(Extracted records)

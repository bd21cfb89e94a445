use std::fs;
use std::path::Path;

use anyhow::Context;
use colored::*;

use crate::constants::IDENTITY_FILE_PREFIX;

/// Restrict the identity directory to `0o700` and every identity file in it
/// to `0o600`. Individual failures are warnings only; the repair keeps going
/// so one unreadable entry doesn't leave the rest world-readable.
pub fn fix_permissions(ssh_dir: &Path) -> anyhow::Result<()> {
    set_mode(ssh_dir, 0o700);
    let dir = fs::read_dir(ssh_dir)
        .with_context(|| format!("failed to list {}", ssh_dir.display()))?;
    for entry in dir {
        let entry = entry?;
        let file_name = entry.file_name().to_string_lossy().into_owned();
        if file_name.starts_with(IDENTITY_FILE_PREFIX) {
            set_mode(&entry.path(), 0o600);
        }
    }
    Ok(())
}

#[cfg(unix)]
fn set_mode(path: &Path, mode: u32) {
    use std::os::unix::fs::PermissionsExt;
    if let Err(e) = fs::set_permissions(path, fs::Permissions::from_mode(mode)) {
        eprintln!(
            "{} could not set mode {:o} on {}: {}",
            "warning:".yellow().bold(),
            mode,
            path.display(),
            e
        );
    }
}

#[cfg(not(unix))]
fn set_mode(_path: &Path, _mode: u32) {}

(End Extracted records)

◆ **Problem**
Please return the lines above exactly, from the first one down to the line with "identity file in it", and stop after that line.

◆ **Result**
repository bd21cfb89e94a445
use std::fs;
use std::path::Path;

use anyhow::Context;
use colored::*;

use crate::constants::IDENTITY_FILE_PREFIX;

/// Restrict the identity directory to `0o700` and every identity file in it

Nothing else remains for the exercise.